The traditional Sabbath (Shabbat) for orthodox/traditional Jews, as we've been practicing for thousands of years, is from sundown Friday until sundown Saturday. Of the many customs that are practiced, one is always among the most favorite for all observers. That would be the large, warm meal served for Shabbat lunch. Basically, this meal is usually eaten around noon, Saturday. Three meals are eaten during Shabbat, all of them mandatory.
The Talmud discusses the way of the Karaites, a Jewish fanatic group of ancient Israel, who believed only in the written Torah (i.e.- the Bible), and not in the Talmud. The Talmud contains the Mishnah, which is a large set of typically short discussions on laws (a paragraph or so). Orthodox Jews believe that this portion of the Talmud was passed down from G-d to Moses on Mt. Sinai, as the Bible was spoken to Moses in the same way, at the same time. This has been the view for all of Israelite-Jewish history. I'm not telling you what to believe, I'm just giving some background.
One of the ways that the Karaites differed was that they were extreme literalists of the Bible. What's relative to my past Shabbat was the Karaite perspective, taken literally from a Deuteronomy passage, which says that there is to be no flame in a home on Shabbat. Orthodox Jews do not light fires, or deal with fires at all on Shabbat, but the Karaites felt this meant you could not have any light in your house, or have an oven on...while the rabbis long before felt that the law meant one could not kindle fires, but could have light from before or food in a sealed oven from before the sabbath, and could thus eat hot food on the holy day. In response to the extremist Karaites, the rabbis of the Sanhedrin, the high legal court of ancient Israel, integrated into Jewish law the requirement to eat hot food on Shabbat. This was a sort of institutionalization of the rejection of the Karaite sect.

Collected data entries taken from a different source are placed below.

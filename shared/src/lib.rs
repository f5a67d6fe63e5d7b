pub mod drawer;
pub mod matching;
pub mod model;
pub mod nav_link;
pub mod navigator;
pub mod route;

That being said, the Shabbat lunch meal is a great time of happiness, where friends and families get together to hold this traditional, custom-filled meal. A friend of mine had her birthday yesterday, and decided to cook up a big lunch. I went by her place on Friday to help cook, all of which must be fully finished before Shabbat starts, and got a small taste of what we were going to have.

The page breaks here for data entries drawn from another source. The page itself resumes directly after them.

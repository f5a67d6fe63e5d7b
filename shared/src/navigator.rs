use crate::drawer::{DrawerEvent, DrawerState};
use crate::nav_link::NavLink;

/// Requests route changes from whatever router hosts the navigation
pub trait Navigator {
    fn navigate(&self, path: &str);
}

impl<F> Navigator for F
where
    F: Fn(&str),
{
    fn navigate(&self, path: &str) {
        self(path)
    }
}

/// Closes the drawer, then asks the navigator for `link` exactly once.
pub fn follow_drawer_link(
    state: DrawerState,
    link: &NavLink,
    navigator: &impl Navigator,
) -> DrawerState {
    let next = state.apply(DrawerEvent::LinkActivated);
    tracing::info!("navigating to {}", link.path);
    navigator.navigate(link.path);
    next
}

We prepared all the food in a great hurry, realizing that we had started too late. In other words, I watched her prepare, and I stirred what needed to be stirred or chopped what needed to be chopped. Here was the menu:
Garlic crusted chicken breasts; one spicy variation,
Peanut sauce & cilantro noodles (the best),
Green bean something or other...
And for dessert there were two ridiculously rich, overkill cakes. One was a peanut butter and dark chocolate combo, which tasted like 10 Reese's cups packed into every bite, and the other was a three-layer chocolate cake which was nearly as rich as fudge. I watched as my friend made these, taking about nine chocolate bars, melting them in a pot, and then pouring the hot chocolate layer by layer into the pan.
Saturday was quite the day, filled with me over-eating all these delicacies, having the now traditional shots of vodka, discussing Torah (Jacob got his wives in the portion of the week-- keyword, plural wives), and meeting new friends.
I'm sure my family and friends worry that I don't eat enough, but rest assured, I did this weekend.